◆ Problem details: From the records below, copy out each line that has the word "good".

◆ Available records:
+--

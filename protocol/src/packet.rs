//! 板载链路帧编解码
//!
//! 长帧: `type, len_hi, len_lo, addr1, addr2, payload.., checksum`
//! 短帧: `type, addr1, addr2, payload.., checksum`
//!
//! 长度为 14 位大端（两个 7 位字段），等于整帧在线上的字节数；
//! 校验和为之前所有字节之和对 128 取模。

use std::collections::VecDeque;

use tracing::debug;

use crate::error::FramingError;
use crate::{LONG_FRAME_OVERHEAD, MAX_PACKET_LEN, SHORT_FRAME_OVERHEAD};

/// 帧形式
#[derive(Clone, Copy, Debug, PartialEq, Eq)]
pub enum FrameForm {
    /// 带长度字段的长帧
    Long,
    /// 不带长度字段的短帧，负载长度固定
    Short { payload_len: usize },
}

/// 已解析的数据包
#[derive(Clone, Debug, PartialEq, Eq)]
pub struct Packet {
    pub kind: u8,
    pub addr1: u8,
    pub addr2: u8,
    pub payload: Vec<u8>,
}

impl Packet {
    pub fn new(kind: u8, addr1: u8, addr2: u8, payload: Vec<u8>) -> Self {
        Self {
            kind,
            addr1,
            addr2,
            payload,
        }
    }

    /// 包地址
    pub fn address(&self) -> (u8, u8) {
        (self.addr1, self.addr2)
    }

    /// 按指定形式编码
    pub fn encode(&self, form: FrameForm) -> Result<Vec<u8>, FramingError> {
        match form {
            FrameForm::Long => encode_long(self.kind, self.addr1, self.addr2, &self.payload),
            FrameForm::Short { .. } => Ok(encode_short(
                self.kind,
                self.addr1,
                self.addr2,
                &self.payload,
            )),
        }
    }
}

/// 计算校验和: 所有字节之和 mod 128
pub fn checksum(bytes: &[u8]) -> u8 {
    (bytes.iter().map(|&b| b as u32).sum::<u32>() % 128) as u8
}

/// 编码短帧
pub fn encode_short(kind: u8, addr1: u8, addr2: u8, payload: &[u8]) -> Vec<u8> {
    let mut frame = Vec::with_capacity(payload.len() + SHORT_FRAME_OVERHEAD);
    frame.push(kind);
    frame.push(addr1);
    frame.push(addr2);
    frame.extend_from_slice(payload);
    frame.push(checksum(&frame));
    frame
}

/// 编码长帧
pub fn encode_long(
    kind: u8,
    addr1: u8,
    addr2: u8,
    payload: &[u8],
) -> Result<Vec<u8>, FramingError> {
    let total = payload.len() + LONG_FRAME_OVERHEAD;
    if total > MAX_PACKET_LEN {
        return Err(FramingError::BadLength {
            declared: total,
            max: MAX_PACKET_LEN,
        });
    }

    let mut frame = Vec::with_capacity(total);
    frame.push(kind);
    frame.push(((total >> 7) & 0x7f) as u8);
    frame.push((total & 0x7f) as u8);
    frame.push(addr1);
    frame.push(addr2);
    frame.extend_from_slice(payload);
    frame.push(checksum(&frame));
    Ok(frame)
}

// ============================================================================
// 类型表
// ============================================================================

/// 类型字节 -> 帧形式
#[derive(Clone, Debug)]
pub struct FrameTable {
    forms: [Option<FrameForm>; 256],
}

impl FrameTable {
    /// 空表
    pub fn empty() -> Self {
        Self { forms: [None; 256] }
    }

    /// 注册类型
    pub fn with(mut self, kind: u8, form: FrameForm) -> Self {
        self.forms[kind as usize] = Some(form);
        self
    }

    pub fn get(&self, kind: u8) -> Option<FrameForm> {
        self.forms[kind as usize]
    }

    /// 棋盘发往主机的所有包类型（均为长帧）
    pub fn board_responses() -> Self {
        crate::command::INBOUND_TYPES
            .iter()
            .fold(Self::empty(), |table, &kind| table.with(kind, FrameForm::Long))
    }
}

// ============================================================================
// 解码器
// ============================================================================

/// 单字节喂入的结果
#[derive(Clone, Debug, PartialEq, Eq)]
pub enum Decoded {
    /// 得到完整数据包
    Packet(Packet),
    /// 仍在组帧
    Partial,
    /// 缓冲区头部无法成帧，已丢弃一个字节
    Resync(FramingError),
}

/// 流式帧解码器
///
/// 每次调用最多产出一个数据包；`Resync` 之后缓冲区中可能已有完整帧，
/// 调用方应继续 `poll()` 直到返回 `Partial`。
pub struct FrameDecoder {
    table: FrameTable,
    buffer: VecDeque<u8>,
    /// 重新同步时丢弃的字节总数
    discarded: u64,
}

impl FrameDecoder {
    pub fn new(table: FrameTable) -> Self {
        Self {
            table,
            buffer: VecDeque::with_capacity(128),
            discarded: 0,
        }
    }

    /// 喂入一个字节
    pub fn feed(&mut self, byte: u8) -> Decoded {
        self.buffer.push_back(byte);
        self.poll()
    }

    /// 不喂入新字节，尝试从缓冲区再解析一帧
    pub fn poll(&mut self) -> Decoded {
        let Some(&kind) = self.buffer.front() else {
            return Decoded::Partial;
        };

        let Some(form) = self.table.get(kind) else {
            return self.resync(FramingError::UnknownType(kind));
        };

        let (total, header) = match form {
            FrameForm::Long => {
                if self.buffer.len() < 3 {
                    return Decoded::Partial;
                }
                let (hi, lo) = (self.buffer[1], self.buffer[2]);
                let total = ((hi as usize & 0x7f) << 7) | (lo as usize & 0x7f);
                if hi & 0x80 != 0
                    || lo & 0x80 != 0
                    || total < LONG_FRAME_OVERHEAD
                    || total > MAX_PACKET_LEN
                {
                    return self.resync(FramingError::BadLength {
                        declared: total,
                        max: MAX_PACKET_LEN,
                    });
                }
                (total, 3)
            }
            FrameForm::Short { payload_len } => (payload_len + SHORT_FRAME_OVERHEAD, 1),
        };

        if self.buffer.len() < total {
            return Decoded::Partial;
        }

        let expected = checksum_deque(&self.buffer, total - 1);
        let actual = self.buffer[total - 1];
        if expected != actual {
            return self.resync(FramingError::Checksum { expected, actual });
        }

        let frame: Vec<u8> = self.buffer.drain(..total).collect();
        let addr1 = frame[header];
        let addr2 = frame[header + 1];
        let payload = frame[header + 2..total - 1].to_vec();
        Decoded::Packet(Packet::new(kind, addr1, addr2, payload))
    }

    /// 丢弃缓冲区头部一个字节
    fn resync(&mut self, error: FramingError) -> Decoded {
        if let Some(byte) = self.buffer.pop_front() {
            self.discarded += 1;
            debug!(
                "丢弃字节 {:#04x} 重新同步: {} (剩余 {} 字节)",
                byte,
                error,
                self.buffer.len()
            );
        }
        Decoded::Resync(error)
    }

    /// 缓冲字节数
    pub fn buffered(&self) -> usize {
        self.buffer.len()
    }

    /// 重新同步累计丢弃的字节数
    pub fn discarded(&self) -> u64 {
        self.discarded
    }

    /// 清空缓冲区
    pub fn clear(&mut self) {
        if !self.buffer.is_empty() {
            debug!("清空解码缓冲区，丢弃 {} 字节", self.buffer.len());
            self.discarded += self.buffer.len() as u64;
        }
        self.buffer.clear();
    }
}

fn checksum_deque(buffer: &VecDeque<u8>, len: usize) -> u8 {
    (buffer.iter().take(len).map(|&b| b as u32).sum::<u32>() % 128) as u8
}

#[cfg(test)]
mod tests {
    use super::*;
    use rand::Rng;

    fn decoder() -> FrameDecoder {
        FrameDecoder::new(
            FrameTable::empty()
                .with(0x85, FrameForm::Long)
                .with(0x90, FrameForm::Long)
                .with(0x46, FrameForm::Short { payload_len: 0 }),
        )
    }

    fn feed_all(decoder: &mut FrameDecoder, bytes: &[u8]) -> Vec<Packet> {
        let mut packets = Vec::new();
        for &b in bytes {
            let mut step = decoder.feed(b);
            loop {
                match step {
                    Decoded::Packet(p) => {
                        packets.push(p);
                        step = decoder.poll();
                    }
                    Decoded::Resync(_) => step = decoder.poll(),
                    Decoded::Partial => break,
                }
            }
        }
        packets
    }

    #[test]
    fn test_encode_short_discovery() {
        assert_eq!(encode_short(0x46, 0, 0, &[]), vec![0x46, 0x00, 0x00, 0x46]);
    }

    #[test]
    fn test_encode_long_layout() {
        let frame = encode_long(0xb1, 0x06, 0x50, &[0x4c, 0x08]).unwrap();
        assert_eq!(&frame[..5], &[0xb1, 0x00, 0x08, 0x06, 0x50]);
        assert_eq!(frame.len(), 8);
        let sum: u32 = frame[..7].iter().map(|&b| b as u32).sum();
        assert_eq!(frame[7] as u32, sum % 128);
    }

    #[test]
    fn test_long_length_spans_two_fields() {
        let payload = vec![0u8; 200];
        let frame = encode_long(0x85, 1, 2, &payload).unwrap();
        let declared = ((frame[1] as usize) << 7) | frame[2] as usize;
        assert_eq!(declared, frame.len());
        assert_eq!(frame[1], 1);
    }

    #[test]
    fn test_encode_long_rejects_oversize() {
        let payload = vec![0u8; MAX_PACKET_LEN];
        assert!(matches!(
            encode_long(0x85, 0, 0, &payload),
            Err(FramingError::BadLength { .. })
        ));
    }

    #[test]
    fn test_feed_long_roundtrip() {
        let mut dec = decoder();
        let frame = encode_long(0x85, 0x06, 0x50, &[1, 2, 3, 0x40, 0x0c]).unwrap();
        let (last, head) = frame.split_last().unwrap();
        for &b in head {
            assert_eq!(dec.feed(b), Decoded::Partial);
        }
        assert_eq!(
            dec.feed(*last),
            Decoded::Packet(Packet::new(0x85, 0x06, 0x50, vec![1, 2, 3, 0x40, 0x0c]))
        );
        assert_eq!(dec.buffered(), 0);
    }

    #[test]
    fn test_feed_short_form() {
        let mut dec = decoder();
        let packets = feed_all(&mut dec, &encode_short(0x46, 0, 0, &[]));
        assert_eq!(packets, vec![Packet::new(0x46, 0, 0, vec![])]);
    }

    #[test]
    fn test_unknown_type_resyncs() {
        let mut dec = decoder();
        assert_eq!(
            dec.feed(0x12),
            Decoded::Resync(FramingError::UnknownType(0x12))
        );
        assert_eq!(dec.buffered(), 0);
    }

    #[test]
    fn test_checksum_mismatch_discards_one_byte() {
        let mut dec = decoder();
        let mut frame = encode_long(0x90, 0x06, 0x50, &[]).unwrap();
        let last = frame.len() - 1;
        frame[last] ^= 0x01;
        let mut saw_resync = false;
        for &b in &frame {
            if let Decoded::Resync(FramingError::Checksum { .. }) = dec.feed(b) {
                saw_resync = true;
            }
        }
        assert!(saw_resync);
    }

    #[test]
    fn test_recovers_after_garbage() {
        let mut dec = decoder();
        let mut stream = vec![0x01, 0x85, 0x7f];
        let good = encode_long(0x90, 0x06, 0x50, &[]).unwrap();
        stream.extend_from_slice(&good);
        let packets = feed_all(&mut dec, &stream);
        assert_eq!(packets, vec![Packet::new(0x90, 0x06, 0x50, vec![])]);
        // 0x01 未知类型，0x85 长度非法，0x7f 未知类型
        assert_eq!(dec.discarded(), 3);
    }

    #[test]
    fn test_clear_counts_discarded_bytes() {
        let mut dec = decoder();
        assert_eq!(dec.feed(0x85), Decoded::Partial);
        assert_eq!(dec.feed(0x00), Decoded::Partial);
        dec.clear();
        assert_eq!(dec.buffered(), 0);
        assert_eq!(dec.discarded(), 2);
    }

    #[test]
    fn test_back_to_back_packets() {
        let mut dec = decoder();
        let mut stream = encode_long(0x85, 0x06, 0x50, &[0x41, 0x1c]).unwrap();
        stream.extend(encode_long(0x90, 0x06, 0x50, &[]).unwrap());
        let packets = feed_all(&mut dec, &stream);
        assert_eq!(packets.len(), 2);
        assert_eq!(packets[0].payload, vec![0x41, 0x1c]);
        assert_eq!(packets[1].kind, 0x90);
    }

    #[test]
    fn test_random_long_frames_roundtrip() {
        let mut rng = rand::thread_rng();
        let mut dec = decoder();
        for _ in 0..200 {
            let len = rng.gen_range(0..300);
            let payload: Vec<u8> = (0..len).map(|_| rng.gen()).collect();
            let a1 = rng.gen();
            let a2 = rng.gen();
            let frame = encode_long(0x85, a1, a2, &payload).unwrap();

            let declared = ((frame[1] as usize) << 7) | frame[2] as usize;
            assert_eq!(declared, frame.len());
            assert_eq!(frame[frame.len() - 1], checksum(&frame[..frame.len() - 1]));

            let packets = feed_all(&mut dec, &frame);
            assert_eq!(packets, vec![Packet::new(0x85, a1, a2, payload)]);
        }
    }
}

+--

◆ Result for this task:
        let good = encode_long(0x90, 0x06, 0x50, &[]).unwrap();
        stream.extend_from_slice(&good);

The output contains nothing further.